→ What is expected: In the records below, some lines contain the word "struct". Copy each of them.

→ Data:
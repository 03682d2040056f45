//! Session state and command execution.
//!
//! A `Session` owns everything one REPL user sees: the cube, its fixed
//! projection, the current symmetry and the coloring. Every command
//! computes its result first and commits only when nothing failed, so an
//! error never leaves a half-applied state behind.

use rand::rngs::StdRng;
use rand::SeedableRng;
use serde::Serialize;
use tracing::{debug, info};

use crate::automorphism::Automorphism;
use crate::config::ReplConfig;
use crate::model::{bits, Dimension, Edge, Hypercube, VertexId};
use crate::projection::ProjectionTable;
use crate::render::{self, Color, Coloring, Frame};
use crate::{Error, Result};
use super::ast::{Command, Target, VertexSet, COMMANDS};

/// What the controller should do after a command.
#[derive(Debug, Clone, PartialEq, Eq)]
pub enum Outcome {
    /// State may have changed; the next frame shows it.
    Updated,
    /// Print this text.
    Message(String),
    /// Leave the REPL.
    Quit,
}

/// JSON view of the current state.
#[derive(Debug, Serialize)]
struct Snapshot<'a> {
    dimension: Dimension,
    automorphism: &'a Automorphism,
    display: String,
    order: u64,
    labeling: Vec<String>,
}

pub struct Session {
    cube: Hypercube,
    table: ProjectionTable,
    current: Automorphism,
    coloring: Coloring,
    rng: StdRng,
    verbose: bool,
    last_line: Vec<Command>,
    config: ReplConfig,
}

impl Session {
    pub fn new(config: ReplConfig) -> Self {
        let dim = config.initial_dimension;
        let rng = match config.seed {
            Some(seed) => StdRng::seed_from_u64(seed),
            None => StdRng::from_entropy(),
        };
        Self {
            cube: Hypercube::build(dim),
            table: ProjectionTable::build(dim),
            current: Automorphism::identity(dim),
            coloring: Coloring::new(),
            rng,
            verbose: config.verbose,
            last_line: Vec::new(),
            config,
        }
    }

    // ========================================================================
    // Accessors
    // ========================================================================

    pub fn dimension(&self) -> Dimension {
        self.cube.dimension()
    }

    pub fn cube(&self) -> &Hypercube {
        &self.cube
    }

    pub fn table(&self) -> &ProjectionTable {
        &self.table
    }

    pub fn current(&self) -> &Automorphism {
        &self.current
    }

    pub fn coloring(&self) -> &Coloring {
        &self.coloring
    }

    pub fn is_verbose(&self) -> bool {
        self.verbose
    }

    pub fn config(&self) -> &ReplConfig {
        &self.config
    }

    /// Label displayed at the position of each vertex.
    pub fn labeling(&self) -> Result<Vec<VertexId>> {
        self.cube.labeling(&self.current)
    }

    // ========================================================================
    // Rendering
    // ========================================================================

    /// Render the current state.
    pub fn frame(&self) -> Result<Frame> {
        let labeling = self.labeling()?;
        render::render(&self.table, &labeling, self.cube.edges(), Some(&self.coloring))
    }

    /// The current frame as terminal text, with ANSI colors when enabled.
    pub fn render_text(&self) -> Result<String> {
        let frame = self.frame()?;
        Ok(if self.config.color { frame.to_ansi() } else { frame.to_string() })
    }

    /// The current symmetry, its order and its cycles on vertices.
    pub fn describe(&self) -> String {
        let dim = self.dimension();
        let cycles = self.current.cycles();
        let cycles = if cycles.is_empty() {
            "none".to_string()
        } else {
            cycles
                .iter()
                .map(|cycle| {
                    let labels: Vec<String> = cycle.iter().map(|v| v.bit_string(dim)).collect();
                    format!("({})", labels.join(" "))
                })
                .collect::<Vec<_>>()
                .join(" ")
        };
        format!(
            "symmetry: {}\norder: {}\ncycles: {cycles}",
            self.current,
            self.current.order()
        )
    }

    /// The current symmetry and labeling as pretty JSON.
    pub fn to_json(&self) -> Result<String> {
        let dim = self.dimension();
        let snapshot = Snapshot {
            dimension: dim,
            automorphism: &self.current,
            display: self.current.to_string(),
            order: self.current.order(),
            labeling: self.labeling()?.iter().map(|v| v.bit_string(dim)).collect(),
        };
        Ok(serde_json::to_string_pretty(&snapshot)?)
    }

    // ========================================================================
    // Execution
    // ========================================================================

    /// Parse a line. An empty line stands for the previous line's commands;
    /// a line that parses becomes the new previous line.
    pub fn prepare_line(&mut self, line: &str) -> Result<Vec<Command>> {
        if line.trim().is_empty() {
            return Ok(self.last_line.clone());
        }
        let commands = super::parse(line)?;
        self.last_line = commands.clone();
        Ok(commands)
    }

    /// Run every command on a line, stopping at the first error. Commands
    /// before the failing one stay applied.
    pub fn execute_line(&mut self, line: &str) -> Result<Vec<Outcome>> {
        let commands = self.prepare_line(line)?;
        let mut outcomes = Vec::with_capacity(commands.len());
        for command in &commands {
            let outcome = self.execute(command)?;
            let quit = outcome == Outcome::Quit;
            outcomes.push(outcome);
            if quit {
                break;
            }
        }
        Ok(outcomes)
    }

    /// Run one command.
    pub fn execute(&mut self, command: &Command) -> Result<Outcome> {
        debug!(?command, "executing command");
        let dim = self.dimension();

        match command {
            Command::New(n) => {
                let dim = Dimension::new(*n)?;
                self.select_dimension(dim);
                Ok(Outcome::Updated)
            }
            Command::Flip(axis) => self.transform(Automorphism::flip(*axis, dim)?),
            Command::Swap(i, j) => self.transform(Automorphism::transposition(*i, *j, dim)?),
            Command::Reflect(text) => {
                self.require_axes()?;
                let mask = bits::parse_mask(text, dim)?;
                self.transform(Automorphism::reflection(mask, dim)?)
            }
            Command::Rotate(order) => {
                self.require_axes()?;
                self.transform(Automorphism::from_bit_order(order, dim)?)
            }
            Command::Random => {
                let element = Automorphism::random(dim, &mut self.rng);
                self.transform(element)
            }
            Command::Invert => {
                self.current = self.current.inverse();
                Ok(self.updated())
            }
            Command::Reset => {
                self.current = Automorphism::identity(dim);
                Ok(self.updated())
            }
            Command::Show => Ok(Outcome::Message(self.describe())),
            Command::Json => Ok(Outcome::Message(self.to_json()?)),
            Command::Color { target, color } => {
                let (vertices, edges) = self.resolve(target)?;
                self.paint(&vertices, &edges, Some(*color));
                Ok(Outcome::Updated)
            }
            Command::Uncolor { target } => {
                let (vertices, edges) = self.resolve(target)?;
                self.paint(&vertices, &edges, None);
                Ok(Outcome::Updated)
            }
            Command::Help => Ok(Outcome::Message(help_text())),
            Command::Verbose => {
                self.verbose = !self.verbose;
                let state = if self.verbose { "on" } else { "off" };
                Ok(Outcome::Message(format!("verbose {state}")))
            }
            Command::Exit => Ok(Outcome::Quit),
        }
    }

    fn select_dimension(&mut self, dim: Dimension) {
        info!(dimension = %dim, "selected dimension");
        self.cube = Hypercube::build(dim);
        self.table = ProjectionTable::build(dim);
        self.current = Automorphism::identity(dim);
        self.coloring.clear();
    }

    /// Apply `element` after the current symmetry.
    fn transform(&mut self, element: Automorphism) -> Result<Outcome> {
        self.current = element.compose(&self.current)?;
        Ok(self.updated())
    }

    fn updated(&self) -> Outcome {
        if self.verbose {
            Outcome::Message(format!("{} (order {})", self.current, self.current.order()))
        } else {
            Outcome::Updated
        }
    }

    /// Reflections and rotations need at least one coordinate.
    fn require_axes(&self) -> Result<()> {
        let dim = self.dimension();
        if dim.get() == 0 {
            return Err(Error::AxisOutOfRange { axis: 0, dimension: 0 });
        }
        Ok(())
    }

    fn resolve(&self, target: &Target) -> Result<(Vec<VertexId>, Vec<Edge>)> {
        Ok(match target {
            Target::Vertices(set) => (self.vertex_set(set)?, Vec::new()),
            Target::Between(set) => {
                let vertices = self.vertex_set(set)?;
                (Vec::new(), self.cube.induced_edges(&vertices))
            }
            Target::Subcube(pattern) => {
                let vertices = bits::pattern_vertices(pattern, self.dimension())?;
                let edges = self.cube.induced_edges(&vertices);
                (vertices, edges)
            }
        })
    }

    fn vertex_set(&self, set: &VertexSet) -> Result<Vec<VertexId>> {
        let dim = self.dimension();
        match set {
            VertexSet::Labels(labels) => labels.iter().map(|l| bits::parse_vertex(l, dim)).collect(),
            VertexSet::Pattern(pattern) => bits::pattern_vertices(pattern, dim),
        }
    }

    fn paint(&mut self, vertices: &[VertexId], edges: &[Edge], color: Option<Color>) {
        match color {
            Some(color) => {
                self.coloring.color_vertices(vertices, color);
                self.coloring.color_edges(edges, color);
            }
            None => {
                self.coloring.uncolor_vertices(vertices);
                self.coloring.uncolor_edges(edges);
            }
        }
    }
}

/// Command summary printed by `help`.
pub fn help_text() -> String {
    let usage_width = COMMANDS.iter().map(|(usage, _, _)| usage.len()).max().unwrap_or(0);
    let mut out = String::from("Commands (several may share a line, an empty line repeats the last):\n");
    for (usage, description, example) in COMMANDS {
        out.push_str(&format!("  {usage:<usage_width$}  {description} (e.g. {example})\n"));
    }
    let colors: Vec<&str> = Color::ALL.iter().map(|c| c.name()).collect();
    out.push_str("Targets: vertex labels, a pattern like 1*0, between <vertices>, subcube <pattern>\n");
    out.push_str(&format!("Colors: {}", colors.join(", ")));
    out
}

→ Response:
struct Snapshot<'a> {
pub struct Session {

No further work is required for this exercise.